(Beginning of Records for processing)
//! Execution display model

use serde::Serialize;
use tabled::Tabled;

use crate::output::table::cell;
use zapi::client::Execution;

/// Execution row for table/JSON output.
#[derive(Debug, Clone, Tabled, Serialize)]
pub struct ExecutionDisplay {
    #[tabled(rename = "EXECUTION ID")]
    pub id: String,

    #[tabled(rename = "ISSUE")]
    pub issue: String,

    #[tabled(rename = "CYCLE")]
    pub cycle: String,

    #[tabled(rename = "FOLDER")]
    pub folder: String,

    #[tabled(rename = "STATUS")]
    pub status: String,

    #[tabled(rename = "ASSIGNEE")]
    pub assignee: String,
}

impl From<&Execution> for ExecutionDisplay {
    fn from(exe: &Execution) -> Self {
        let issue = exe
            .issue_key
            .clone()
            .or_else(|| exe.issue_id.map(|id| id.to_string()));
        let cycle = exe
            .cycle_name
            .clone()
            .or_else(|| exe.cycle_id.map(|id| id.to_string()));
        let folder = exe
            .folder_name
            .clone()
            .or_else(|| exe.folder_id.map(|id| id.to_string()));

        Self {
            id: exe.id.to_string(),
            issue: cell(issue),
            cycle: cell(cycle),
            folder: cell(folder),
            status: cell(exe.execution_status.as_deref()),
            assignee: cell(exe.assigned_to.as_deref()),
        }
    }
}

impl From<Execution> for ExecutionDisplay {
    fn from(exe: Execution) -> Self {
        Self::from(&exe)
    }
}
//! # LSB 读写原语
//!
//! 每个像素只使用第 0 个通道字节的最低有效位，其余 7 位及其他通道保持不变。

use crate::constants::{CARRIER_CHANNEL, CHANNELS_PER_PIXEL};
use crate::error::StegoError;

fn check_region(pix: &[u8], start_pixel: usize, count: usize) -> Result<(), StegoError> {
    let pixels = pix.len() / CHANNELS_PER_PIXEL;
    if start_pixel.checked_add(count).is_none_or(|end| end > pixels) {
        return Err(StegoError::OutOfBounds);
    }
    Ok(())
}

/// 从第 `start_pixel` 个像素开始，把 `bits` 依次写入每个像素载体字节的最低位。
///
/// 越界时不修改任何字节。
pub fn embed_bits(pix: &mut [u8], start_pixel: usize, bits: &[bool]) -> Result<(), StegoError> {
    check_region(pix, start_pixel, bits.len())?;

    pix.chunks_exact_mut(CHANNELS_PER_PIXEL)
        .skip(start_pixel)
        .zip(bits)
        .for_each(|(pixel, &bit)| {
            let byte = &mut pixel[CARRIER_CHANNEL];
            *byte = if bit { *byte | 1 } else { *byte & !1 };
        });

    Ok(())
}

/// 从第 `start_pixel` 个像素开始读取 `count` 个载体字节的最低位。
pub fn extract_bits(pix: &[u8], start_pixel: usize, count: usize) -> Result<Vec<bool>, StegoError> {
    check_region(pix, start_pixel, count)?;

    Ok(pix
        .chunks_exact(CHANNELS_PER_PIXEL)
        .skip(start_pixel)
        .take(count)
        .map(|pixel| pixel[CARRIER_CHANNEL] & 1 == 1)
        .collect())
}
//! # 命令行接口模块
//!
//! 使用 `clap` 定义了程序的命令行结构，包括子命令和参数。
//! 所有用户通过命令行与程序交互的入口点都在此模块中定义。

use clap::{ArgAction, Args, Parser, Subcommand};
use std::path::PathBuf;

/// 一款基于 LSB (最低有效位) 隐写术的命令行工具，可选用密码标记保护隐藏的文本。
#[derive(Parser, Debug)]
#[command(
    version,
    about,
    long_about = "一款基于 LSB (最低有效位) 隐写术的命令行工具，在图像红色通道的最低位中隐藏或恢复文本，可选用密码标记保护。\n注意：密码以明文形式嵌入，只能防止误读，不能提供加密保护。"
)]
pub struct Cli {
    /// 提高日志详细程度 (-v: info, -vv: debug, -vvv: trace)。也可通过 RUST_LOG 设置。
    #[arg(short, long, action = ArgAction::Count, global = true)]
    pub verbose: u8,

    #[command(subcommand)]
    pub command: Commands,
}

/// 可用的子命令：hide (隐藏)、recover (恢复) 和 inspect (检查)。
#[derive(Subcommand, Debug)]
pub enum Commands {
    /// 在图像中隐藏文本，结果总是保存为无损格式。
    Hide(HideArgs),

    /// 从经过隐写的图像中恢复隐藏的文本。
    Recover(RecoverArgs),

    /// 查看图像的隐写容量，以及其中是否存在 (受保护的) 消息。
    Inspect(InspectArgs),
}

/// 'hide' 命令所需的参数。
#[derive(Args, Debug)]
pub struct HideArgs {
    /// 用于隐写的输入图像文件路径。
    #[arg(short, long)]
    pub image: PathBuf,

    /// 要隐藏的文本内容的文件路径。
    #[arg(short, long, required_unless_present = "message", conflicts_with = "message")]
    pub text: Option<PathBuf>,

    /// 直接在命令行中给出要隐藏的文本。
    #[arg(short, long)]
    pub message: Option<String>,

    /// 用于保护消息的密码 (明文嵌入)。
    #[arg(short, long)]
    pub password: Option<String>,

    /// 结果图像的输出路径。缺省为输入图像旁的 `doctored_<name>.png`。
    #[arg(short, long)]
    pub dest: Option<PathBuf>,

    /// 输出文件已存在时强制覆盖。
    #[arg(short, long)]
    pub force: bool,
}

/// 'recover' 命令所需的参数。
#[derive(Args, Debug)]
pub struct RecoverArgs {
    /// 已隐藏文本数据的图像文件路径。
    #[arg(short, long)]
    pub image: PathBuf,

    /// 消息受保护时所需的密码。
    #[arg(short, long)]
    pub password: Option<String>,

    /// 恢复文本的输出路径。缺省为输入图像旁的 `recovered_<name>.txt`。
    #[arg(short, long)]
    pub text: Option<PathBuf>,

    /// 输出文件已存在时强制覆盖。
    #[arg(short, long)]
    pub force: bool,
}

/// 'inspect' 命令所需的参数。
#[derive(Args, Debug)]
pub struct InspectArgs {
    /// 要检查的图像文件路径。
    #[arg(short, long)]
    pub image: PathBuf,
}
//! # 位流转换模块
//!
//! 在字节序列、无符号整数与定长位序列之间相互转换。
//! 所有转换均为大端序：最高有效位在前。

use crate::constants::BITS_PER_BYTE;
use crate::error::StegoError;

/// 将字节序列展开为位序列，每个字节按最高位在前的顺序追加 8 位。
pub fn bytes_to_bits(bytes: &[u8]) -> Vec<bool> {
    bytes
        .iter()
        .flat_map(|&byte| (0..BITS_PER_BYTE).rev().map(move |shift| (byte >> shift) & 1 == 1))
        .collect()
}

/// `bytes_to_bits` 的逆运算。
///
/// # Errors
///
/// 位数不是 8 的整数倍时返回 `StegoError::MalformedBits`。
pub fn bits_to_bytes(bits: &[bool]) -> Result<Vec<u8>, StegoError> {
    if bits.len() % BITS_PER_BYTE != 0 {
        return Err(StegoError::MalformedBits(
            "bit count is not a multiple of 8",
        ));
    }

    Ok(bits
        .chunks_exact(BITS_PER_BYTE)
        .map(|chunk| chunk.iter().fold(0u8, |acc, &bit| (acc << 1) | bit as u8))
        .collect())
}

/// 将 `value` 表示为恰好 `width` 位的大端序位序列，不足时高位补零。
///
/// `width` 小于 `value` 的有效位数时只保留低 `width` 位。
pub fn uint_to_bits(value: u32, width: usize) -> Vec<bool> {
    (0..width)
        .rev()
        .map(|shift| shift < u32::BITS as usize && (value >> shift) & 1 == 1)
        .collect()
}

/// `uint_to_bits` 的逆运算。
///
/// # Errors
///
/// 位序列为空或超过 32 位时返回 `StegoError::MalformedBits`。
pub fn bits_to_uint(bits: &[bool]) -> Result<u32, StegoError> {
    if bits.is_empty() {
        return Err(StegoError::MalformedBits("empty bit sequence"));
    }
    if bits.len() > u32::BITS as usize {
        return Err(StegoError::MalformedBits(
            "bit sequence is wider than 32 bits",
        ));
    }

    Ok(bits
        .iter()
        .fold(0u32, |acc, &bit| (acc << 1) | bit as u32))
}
(End of Records for processing)
• **To do**: What you return must be an exact retyping of the lines above starting at the line with "LSB (最低有效位) 隐写术的命令行工具，可选用密码标记保护隐藏的文本。" and ending at the line with "trace)。也可通过 RUST_LOG 设置。", and nothing besides.

• **Answer space**:
/// 一款基于 LSB (最低有效位) 隐写术的命令行工具，可选用密码标记保护隐藏的文本。
#[derive(Parser, Debug)]
#[command(
    version,
    about,
    long_about = "一款基于 LSB (最低有效位) 隐写术的命令行工具，在图像红色通道的最低位中隐藏或恢复文本，可选用密码标记保护。\n注意：密码以明文形式嵌入，只能防止误读，不能提供加密保护。"
)]
pub struct Cli {
    /// 提高日志详细程度 (-v: info, -vv: debug, -vvv: trace)。也可通过 RUST_LOG 设置。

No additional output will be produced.